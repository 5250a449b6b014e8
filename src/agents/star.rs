use super::{Agent, Tick};
use crate::config::StarParams;
use crate::draw::{DrawList, GlowStop};
use crate::foundation::core::{LayoutSize, Point, Rgb8, Vec2};
use crate::foundation::math::{Rng64, clamp01, lerp, wrap_coord};
use crate::palette::sample_cool_white;

/// A twinkling point of light on one depth layer.
///
/// Stars drift slowly and wrap around every edge, keeping their identity; they are only re-rolled
/// when the whole population is rebuilt.
#[derive(Clone, Debug)]
pub struct Star {
    pos: Point,
    velocity: Vec2,
    /// Pointer parallax, applied at paint time only.
    offset: Vec2,
    layer_fraction: f64,
    size: f64,
    base_alpha: f64,
    alpha: f64,
    twinkle: f64,
    twinkle_speed: f64,
    twinkle_depth: f64,
    color: Rgb8,
    glow: bool,
}

impl Star {
    /// Spawn a star on `layer` of `layers` (layer 0 is farthest).
    pub fn spawn(
        params: &StarParams,
        bounds: LayoutSize,
        layer: u32,
        layers: u32,
        rng: &mut Rng64,
    ) -> Self {
        let f = layer_fraction(layer, layers);
        let pos = Point::new(rng.next_f64() * bounds.width, rng.next_f64() * bounds.height);

        let raw_size = if rng.chance(params.small_fraction) {
            params.small_size.sample(rng)
        } else {
            params.large_size.sample(rng)
        };
        let size = (raw_size * lerp(0.55, 1.0, f)).max(f64::EPSILON);
        let base_alpha = clamp01(params.base_alpha.sample(rng) * lerp(0.6, 1.0, f));

        let twinkle = rng.angle();
        let twinkle_speed = params.twinkle_speed.sample(rng);
        let twinkle_depth = clamp01(params.twinkle_depth.sample(rng));

        let color = if rng.chance(params.gold_fraction) {
            params.gold_color.sample(rng)
        } else {
            sample_cool_white(params.white_range, params.white_blue_lift, rng)
        };

        let heading = params.drift_heading + rng.signed(params.drift_jitter);
        let speed = params.drift_speed * lerp(0.25, 1.0, f) * rng.range(0.8, 1.2);
        let velocity = Vec2::new(heading.cos(), heading.sin()) * speed;

        Self {
            pos,
            velocity,
            offset: Vec2::ZERO,
            layer_fraction: f,
            size,
            base_alpha,
            alpha: base_alpha,
            twinkle,
            twinkle_speed,
            twinkle_depth,
            color,
            glow: base_alpha > params.glow_min_alpha && size > params.glow_min_size,
        }
    }

    pub fn position(&self) -> Point {
        self.pos
    }

    pub fn layer_fraction(&self) -> f64 {
        self.layer_fraction
    }

    pub fn base_alpha(&self) -> f64 {
        self.base_alpha
    }

    pub fn twinkle_depth(&self) -> f64 {
        self.twinkle_depth
    }

    pub fn parallax_offset(&self) -> Vec2 {
        self.offset
    }

    pub fn has_glow(&self) -> bool {
        self.glow
    }

    /// Lowest and highest opacity the twinkle can reach.
    pub fn twinkle_envelope(&self) -> (f64, f64) {
        (self.base_alpha * (1.0 - self.twinkle_depth), self.base_alpha)
    }

    fn ease_parallax(
        &mut self,
        params: &StarParams,
        bounds: LayoutSize,
        pointer: Option<Point>,
        ts: f64,
    ) {
        let target = match pointer {
            Some(p) => -(p - bounds.center()) * (params.parallax * self.layer_fraction),
            None => Vec2::ZERO,
        };
        let k = (params.parallax_ease * ts).min(1.0);
        self.offset += (target - self.offset) * k;
    }
}

/// Depth of `layer` in `[0, 1]`; a single layer counts as nearest.
pub fn layer_fraction(layer: u32, layers: u32) -> f64 {
    if layers <= 1 {
        1.0
    } else {
        f64::from(layer.min(layers - 1)) / f64::from(layers - 1)
    }
}

impl Agent for Star {
    type Params = StarParams;

    fn update(&mut self, tick: &Tick<'_, StarParams>) {
        let ts = tick.scale;
        let params = tick.params;

        self.twinkle += self.twinkle_speed * ts;
        let t = 0.5 + 0.5 * self.twinkle.sin();
        self.alpha = clamp01(self.base_alpha * (1.0 - self.twinkle_depth + self.twinkle_depth * t));

        self.pos += self.velocity * ts;
        self.pos.x = wrap_coord(self.pos.x, tick.bounds.width, params.wrap_margin);
        self.pos.y = wrap_coord(self.pos.y, tick.bounds.height, params.wrap_margin);

        self.ease_parallax(params, tick.bounds, tick.pointer, ts);
    }

    fn draw(&self, params: &StarParams, out: &mut DrawList) {
        let at = self.pos + self.offset;
        out.circle(at, self.size, self.color, self.alpha);
        if self.glow && self.alpha > params.glow_visible_alpha {
            out.glow(
                at,
                self.size * params.glow_radius,
                &[
                    GlowStop::new(0.0, self.color, self.alpha * params.glow_strength),
                    GlowStop::new(1.0, self.color, 0.0),
                ],
            );
        }
    }

    fn opacity(&self) -> f64 {
        self.alpha
    }
}

#[cfg(test)]
#[path = "../../tests/unit/agents/star.rs"]
mod tests;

*****

## The task
Please copy the lines in the records above between the one holding "let twinkle = rng.angle();" and the one holding "let speed = params.drift_speed", inclusive, exactly and with no other line.

## Problem solution
        let twinkle = rng.angle();
        let twinkle_speed = params.twinkle_speed.sample(rng);
        let twinkle_depth = clamp01(params.twinkle_depth.sample(rng));

        let color = if rng.chance(params.gold_fraction) {
            params.gold_color.sample(rng)
        } else {
            sample_cool_white(params.white_range, params.white_blue_lift, rng)
        };

        let heading = params.drift_heading + rng.signed(params.drift_jitter);
        let speed = params.drift_speed * lerp(0.25, 1.0, f) * rng.range(0.8, 1.2);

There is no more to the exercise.